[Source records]

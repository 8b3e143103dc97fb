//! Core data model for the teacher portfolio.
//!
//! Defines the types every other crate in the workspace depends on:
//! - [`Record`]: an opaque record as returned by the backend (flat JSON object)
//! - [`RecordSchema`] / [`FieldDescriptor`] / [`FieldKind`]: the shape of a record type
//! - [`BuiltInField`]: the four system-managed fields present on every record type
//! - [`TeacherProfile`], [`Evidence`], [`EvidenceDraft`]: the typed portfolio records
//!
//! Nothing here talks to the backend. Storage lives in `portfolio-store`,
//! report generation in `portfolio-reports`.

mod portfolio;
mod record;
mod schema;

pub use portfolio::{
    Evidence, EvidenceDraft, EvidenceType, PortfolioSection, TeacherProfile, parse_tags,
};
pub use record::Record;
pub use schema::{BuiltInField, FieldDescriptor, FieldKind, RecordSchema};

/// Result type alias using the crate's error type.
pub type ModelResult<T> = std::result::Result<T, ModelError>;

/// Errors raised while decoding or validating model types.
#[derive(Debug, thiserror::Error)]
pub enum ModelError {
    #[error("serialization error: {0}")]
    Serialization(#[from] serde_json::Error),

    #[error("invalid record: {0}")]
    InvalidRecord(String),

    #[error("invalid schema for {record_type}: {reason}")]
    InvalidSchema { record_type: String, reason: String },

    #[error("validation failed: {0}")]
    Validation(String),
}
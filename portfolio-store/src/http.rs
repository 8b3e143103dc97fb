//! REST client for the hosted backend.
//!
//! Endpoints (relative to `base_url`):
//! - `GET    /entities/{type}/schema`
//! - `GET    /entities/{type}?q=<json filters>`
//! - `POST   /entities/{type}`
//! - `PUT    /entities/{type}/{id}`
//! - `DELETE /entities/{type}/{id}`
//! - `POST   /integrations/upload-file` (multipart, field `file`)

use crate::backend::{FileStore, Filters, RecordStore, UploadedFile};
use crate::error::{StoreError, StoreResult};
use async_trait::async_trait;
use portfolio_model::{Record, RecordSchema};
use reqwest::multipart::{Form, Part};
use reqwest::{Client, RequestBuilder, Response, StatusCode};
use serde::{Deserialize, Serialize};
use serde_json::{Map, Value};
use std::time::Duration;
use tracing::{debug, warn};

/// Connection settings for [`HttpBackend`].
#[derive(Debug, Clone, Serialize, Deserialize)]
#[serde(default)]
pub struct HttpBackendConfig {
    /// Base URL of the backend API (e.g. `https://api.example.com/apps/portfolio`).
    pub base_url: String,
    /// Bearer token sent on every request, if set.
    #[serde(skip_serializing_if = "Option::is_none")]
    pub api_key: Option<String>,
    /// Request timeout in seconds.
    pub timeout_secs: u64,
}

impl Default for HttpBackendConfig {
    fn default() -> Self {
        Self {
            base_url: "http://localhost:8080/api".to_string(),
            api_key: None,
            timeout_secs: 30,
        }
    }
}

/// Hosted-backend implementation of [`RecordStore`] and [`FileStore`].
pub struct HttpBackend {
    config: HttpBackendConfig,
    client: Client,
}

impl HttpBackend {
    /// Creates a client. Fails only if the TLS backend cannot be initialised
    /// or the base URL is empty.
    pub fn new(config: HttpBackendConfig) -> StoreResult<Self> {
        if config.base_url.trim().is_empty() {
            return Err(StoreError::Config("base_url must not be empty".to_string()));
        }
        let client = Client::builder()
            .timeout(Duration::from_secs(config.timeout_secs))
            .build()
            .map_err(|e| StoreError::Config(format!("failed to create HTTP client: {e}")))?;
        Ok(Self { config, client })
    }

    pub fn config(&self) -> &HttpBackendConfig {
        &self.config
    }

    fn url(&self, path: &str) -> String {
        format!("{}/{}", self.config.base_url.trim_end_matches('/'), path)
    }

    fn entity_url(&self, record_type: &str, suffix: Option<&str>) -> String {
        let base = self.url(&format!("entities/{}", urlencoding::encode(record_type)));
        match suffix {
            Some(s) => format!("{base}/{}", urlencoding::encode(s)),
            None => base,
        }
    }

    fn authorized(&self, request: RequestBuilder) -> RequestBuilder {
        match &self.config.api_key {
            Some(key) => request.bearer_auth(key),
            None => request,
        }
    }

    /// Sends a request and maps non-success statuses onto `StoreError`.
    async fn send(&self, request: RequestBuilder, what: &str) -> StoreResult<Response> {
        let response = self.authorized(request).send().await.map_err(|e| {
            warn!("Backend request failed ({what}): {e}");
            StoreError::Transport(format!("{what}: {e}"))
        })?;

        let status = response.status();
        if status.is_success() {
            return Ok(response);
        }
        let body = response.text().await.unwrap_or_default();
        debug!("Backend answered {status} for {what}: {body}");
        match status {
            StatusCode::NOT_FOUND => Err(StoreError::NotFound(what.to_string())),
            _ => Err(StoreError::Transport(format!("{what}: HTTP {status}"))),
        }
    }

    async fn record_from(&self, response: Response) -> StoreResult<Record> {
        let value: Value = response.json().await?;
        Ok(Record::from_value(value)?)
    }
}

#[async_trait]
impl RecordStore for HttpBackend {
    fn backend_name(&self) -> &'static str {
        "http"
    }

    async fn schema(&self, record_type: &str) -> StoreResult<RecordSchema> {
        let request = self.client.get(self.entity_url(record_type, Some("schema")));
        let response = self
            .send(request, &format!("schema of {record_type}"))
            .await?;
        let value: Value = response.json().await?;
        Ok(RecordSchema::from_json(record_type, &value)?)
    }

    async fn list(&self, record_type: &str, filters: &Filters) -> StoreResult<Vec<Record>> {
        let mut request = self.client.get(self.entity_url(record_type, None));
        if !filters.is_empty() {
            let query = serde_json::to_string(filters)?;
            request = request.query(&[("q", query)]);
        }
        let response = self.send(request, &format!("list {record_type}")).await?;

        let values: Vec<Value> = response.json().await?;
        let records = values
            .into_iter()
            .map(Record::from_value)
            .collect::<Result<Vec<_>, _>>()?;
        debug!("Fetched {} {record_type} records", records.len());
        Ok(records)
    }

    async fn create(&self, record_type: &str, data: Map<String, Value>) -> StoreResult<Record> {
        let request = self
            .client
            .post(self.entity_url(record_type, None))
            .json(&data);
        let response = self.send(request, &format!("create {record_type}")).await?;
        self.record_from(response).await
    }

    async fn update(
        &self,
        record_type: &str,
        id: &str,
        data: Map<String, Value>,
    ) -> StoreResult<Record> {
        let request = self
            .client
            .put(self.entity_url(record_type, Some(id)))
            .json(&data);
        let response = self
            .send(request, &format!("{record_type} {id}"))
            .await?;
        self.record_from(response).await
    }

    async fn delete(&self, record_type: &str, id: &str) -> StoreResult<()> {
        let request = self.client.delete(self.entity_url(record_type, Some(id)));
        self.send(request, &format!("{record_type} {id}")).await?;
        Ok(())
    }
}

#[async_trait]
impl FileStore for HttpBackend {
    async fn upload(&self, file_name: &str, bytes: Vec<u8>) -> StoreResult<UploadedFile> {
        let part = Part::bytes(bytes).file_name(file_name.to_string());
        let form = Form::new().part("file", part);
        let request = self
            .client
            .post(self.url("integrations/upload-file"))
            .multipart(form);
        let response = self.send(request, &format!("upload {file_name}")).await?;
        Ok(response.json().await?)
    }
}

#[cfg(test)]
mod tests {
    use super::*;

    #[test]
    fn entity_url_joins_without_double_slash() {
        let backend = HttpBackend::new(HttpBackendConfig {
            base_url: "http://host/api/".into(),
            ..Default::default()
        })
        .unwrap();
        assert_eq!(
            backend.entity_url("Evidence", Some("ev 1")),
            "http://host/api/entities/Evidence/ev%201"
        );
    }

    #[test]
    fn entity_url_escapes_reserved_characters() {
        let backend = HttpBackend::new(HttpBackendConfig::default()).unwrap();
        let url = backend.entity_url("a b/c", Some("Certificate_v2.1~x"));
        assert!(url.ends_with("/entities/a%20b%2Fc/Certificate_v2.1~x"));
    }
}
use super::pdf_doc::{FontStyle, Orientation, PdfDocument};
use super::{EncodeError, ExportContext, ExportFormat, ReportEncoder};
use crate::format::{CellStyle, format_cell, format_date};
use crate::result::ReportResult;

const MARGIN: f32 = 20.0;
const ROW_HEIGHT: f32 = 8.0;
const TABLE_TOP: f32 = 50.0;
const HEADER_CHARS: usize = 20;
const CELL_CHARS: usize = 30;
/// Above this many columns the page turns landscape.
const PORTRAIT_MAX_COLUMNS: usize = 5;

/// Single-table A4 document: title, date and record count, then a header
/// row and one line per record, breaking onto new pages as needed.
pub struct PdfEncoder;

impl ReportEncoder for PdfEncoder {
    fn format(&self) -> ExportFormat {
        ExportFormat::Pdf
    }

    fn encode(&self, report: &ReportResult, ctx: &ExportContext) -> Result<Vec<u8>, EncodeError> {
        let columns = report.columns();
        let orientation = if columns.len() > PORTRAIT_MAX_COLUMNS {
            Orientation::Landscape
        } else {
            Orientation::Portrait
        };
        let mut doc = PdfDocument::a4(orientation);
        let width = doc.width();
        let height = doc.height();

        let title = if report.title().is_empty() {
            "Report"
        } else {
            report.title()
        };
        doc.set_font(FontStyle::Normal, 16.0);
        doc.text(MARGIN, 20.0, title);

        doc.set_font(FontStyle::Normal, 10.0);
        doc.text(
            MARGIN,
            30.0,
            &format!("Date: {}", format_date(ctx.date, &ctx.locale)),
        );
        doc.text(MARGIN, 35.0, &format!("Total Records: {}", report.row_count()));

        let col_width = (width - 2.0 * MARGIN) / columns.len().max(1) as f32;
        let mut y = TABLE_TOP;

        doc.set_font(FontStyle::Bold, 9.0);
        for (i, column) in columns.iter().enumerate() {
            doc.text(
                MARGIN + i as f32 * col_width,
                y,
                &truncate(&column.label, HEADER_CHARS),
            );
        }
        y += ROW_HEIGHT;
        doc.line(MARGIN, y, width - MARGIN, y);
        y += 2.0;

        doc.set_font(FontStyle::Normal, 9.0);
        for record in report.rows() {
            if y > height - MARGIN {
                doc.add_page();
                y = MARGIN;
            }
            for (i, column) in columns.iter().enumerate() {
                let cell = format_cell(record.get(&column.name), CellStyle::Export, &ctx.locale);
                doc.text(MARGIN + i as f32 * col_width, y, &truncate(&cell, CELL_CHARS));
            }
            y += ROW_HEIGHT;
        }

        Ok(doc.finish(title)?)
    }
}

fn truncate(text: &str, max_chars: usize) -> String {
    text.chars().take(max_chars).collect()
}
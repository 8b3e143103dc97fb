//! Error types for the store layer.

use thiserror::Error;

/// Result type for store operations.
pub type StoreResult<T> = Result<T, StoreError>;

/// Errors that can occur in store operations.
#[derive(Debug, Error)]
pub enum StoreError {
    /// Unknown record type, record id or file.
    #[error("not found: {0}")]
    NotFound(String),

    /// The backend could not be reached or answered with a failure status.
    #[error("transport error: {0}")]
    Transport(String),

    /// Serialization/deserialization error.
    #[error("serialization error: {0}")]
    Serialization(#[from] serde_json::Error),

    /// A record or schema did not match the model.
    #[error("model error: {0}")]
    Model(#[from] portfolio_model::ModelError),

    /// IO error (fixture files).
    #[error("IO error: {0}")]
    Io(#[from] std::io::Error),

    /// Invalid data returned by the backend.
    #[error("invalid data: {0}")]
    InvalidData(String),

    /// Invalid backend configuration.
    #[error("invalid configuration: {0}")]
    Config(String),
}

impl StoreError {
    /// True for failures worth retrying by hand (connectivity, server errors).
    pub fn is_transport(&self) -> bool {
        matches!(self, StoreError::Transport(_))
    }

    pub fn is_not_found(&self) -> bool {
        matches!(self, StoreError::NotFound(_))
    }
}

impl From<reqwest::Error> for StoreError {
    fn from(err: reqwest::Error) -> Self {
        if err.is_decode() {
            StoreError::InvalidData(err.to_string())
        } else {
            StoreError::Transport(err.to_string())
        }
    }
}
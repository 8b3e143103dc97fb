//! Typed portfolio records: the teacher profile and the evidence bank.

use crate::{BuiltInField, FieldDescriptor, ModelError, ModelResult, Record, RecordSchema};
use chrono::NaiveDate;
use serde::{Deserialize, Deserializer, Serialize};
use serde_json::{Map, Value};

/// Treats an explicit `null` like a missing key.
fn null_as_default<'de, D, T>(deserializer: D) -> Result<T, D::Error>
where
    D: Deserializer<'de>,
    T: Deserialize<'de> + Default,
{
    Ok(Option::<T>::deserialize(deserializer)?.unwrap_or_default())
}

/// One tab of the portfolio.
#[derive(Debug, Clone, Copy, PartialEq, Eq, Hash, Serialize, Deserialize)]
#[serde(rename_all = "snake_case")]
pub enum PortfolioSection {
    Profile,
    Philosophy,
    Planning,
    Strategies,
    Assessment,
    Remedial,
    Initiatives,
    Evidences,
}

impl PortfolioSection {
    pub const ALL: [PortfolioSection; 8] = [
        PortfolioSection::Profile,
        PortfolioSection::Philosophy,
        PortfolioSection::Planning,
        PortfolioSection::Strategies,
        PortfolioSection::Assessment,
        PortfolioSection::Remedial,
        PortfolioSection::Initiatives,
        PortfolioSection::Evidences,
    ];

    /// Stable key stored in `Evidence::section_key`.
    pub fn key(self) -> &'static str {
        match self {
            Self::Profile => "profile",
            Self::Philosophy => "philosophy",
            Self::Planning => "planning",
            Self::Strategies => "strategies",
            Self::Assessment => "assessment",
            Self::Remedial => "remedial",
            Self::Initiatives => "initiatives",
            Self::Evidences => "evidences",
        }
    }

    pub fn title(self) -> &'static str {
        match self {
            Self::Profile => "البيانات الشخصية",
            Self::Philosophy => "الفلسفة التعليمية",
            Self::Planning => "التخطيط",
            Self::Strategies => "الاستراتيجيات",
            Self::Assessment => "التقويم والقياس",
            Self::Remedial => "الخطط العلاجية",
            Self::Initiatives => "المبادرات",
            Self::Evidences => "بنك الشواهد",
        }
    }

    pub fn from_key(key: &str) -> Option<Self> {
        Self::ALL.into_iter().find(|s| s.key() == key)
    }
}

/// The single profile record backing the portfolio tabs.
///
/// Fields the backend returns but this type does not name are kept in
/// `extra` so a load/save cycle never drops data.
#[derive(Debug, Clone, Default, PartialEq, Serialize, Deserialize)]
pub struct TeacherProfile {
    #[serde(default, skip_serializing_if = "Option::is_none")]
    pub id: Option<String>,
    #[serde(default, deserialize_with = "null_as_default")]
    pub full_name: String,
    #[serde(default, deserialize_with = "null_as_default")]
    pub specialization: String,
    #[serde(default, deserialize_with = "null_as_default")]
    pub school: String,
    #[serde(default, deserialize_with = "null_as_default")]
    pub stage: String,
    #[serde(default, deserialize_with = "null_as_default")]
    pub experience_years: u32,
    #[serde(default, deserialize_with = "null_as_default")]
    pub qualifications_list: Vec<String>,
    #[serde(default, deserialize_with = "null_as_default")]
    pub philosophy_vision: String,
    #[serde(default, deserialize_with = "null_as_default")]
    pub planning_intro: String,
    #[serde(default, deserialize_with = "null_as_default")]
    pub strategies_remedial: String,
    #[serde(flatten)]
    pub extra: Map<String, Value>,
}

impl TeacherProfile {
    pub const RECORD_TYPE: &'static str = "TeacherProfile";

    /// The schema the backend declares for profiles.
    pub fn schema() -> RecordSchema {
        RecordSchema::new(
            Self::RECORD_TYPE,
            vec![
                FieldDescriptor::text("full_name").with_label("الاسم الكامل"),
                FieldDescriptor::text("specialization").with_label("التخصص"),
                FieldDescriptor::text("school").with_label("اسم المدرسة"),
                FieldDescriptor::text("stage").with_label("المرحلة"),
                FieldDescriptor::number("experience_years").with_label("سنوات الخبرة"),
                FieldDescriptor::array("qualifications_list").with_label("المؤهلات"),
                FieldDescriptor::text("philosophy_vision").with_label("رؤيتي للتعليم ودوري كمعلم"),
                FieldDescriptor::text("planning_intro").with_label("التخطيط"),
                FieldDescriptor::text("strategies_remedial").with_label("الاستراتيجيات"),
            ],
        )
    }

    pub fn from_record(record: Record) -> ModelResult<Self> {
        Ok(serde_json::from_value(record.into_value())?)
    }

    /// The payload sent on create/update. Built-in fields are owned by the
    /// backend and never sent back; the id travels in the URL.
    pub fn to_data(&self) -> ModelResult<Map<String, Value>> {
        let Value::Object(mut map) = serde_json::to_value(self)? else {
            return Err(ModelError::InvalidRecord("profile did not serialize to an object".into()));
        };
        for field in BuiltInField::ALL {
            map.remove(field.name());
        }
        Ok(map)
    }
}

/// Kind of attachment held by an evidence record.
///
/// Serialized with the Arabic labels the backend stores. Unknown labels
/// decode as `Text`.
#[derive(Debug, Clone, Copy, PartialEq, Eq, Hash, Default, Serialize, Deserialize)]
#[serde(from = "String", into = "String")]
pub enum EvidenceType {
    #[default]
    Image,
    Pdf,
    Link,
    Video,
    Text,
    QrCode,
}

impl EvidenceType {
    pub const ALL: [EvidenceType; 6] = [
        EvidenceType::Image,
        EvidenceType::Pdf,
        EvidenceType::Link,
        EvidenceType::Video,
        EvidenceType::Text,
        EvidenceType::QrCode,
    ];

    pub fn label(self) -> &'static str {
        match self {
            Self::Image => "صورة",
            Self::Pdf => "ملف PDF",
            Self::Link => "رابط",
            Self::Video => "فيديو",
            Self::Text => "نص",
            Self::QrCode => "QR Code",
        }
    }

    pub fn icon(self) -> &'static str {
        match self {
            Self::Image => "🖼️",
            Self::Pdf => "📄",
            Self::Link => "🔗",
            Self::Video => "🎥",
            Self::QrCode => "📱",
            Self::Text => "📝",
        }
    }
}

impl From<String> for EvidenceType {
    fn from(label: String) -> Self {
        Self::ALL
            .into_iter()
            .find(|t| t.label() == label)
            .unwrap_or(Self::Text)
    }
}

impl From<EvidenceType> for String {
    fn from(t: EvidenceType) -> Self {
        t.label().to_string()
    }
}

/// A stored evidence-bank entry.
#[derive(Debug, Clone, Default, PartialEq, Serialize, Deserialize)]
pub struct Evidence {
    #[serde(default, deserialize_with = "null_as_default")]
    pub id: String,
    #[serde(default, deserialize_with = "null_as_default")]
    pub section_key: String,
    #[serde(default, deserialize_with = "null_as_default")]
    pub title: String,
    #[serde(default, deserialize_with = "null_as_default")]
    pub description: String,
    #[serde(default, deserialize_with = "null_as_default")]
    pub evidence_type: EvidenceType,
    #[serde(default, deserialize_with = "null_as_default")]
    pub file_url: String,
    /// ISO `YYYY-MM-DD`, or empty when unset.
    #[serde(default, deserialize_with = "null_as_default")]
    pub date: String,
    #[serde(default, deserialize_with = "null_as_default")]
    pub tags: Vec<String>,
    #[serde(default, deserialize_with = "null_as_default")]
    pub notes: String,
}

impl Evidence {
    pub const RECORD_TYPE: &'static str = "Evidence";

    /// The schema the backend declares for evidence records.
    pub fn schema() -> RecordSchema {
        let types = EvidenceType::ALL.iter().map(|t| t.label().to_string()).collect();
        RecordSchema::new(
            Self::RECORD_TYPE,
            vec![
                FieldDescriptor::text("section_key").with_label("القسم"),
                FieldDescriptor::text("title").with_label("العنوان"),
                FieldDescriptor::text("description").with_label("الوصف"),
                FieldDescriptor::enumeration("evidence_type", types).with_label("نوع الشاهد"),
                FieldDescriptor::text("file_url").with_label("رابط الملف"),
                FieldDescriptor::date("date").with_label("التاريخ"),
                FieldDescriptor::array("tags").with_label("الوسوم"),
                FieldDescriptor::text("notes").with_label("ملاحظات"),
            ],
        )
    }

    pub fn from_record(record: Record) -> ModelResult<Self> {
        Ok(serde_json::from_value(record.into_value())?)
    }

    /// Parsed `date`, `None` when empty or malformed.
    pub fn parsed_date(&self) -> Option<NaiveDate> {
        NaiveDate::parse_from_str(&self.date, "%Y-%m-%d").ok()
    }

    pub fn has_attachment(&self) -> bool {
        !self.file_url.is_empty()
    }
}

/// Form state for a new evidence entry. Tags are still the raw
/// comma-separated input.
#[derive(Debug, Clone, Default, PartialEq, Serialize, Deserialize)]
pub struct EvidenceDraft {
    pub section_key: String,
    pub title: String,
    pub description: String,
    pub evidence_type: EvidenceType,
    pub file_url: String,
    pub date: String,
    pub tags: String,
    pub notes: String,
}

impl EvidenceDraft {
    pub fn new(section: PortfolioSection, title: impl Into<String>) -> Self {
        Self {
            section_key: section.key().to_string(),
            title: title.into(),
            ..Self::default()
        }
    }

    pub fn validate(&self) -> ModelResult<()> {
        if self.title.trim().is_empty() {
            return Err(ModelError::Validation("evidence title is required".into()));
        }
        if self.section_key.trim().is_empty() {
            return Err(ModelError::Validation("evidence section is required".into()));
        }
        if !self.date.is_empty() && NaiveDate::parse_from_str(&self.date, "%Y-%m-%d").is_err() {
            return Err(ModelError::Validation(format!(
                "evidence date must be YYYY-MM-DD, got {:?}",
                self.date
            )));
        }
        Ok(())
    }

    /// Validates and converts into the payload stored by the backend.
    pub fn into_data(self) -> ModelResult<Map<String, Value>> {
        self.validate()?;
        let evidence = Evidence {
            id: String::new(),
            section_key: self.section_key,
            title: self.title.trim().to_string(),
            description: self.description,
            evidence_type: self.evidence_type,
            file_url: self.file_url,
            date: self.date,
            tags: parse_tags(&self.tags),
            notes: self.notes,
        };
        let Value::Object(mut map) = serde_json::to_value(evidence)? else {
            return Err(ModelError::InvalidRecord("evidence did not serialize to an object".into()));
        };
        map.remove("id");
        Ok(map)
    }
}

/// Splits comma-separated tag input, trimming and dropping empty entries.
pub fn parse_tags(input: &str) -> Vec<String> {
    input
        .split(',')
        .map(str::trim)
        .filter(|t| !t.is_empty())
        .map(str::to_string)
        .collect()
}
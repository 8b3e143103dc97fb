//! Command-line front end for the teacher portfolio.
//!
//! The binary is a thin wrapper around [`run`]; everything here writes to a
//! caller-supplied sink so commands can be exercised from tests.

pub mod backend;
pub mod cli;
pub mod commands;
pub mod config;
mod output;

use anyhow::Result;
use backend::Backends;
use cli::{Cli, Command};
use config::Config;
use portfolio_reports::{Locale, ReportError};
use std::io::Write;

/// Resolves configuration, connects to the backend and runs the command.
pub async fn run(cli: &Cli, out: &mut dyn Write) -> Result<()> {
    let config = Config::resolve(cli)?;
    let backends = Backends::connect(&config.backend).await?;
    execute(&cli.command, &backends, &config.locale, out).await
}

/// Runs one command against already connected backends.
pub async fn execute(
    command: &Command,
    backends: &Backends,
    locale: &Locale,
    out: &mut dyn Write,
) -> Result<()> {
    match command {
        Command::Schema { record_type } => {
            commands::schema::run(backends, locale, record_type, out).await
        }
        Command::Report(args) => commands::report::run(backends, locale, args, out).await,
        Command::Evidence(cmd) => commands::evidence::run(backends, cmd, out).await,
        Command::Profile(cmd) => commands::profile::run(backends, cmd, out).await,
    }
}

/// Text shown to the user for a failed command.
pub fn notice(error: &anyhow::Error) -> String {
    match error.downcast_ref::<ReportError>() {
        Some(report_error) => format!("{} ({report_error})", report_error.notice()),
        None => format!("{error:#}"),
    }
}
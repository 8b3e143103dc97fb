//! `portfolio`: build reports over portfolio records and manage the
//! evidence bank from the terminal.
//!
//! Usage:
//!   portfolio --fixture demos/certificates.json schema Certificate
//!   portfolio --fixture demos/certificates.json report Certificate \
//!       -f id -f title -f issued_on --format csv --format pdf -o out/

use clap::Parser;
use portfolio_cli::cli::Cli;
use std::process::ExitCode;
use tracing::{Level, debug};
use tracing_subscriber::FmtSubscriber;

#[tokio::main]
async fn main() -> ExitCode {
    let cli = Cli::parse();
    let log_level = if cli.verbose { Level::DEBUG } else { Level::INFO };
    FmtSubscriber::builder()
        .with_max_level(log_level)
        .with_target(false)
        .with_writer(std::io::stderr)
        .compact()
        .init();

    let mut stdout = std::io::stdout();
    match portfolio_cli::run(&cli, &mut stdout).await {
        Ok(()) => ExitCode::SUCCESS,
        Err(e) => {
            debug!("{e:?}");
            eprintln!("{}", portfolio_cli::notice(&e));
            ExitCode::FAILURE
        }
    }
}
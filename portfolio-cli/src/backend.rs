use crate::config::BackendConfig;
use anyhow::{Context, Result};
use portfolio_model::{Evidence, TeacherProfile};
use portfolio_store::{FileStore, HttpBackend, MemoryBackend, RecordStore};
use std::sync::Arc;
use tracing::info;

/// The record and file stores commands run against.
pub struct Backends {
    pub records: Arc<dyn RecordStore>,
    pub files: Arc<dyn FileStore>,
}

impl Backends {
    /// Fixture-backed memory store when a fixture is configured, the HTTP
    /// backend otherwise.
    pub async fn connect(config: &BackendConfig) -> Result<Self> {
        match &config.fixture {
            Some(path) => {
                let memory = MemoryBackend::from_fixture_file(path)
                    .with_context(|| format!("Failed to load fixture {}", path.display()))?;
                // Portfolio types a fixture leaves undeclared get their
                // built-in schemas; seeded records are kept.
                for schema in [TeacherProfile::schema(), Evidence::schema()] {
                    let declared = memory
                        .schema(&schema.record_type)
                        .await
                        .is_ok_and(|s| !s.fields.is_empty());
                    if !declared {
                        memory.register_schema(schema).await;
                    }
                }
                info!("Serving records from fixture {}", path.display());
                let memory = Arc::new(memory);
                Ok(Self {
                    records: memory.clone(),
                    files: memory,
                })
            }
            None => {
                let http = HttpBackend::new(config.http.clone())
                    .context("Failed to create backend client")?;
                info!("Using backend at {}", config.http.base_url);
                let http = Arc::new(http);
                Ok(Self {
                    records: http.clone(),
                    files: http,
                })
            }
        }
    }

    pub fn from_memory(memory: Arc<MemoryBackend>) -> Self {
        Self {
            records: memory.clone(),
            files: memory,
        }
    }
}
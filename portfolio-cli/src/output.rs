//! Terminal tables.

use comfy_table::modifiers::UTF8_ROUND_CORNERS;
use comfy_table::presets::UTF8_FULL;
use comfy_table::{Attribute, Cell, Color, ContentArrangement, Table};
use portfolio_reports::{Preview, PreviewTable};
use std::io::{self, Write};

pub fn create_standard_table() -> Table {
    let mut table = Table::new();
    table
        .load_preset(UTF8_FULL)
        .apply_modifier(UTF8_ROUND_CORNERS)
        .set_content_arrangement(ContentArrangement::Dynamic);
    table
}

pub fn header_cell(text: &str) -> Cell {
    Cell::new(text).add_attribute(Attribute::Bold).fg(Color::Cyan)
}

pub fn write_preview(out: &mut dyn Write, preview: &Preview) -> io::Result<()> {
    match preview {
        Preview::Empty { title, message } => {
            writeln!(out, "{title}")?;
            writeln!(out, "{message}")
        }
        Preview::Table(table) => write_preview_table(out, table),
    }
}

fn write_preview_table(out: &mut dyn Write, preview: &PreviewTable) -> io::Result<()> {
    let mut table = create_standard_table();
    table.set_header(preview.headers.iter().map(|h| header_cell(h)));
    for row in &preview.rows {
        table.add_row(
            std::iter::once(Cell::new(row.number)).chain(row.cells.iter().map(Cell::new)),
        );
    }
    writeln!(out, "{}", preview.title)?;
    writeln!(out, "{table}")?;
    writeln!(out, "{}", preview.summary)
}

* [TASK ITEM] In the records above, find each line with the string "what" and list it.

* [TASK SOLUTION]
    async fn send(&self, request: RequestBuilder, what: &str) -> StoreResult<Response> {
            warn!("Backend request failed ({what}): {e}");
            StoreError::Transport(format!("{what}: {e}"))
        debug!("Backend answered {status} for {what}: {body}");
            StatusCode::NOT_FOUND => Err(StoreError::NotFound(what.to_string())),
            _ => Err(StoreError::Transport(format!("{what}: HTTP {status}"))),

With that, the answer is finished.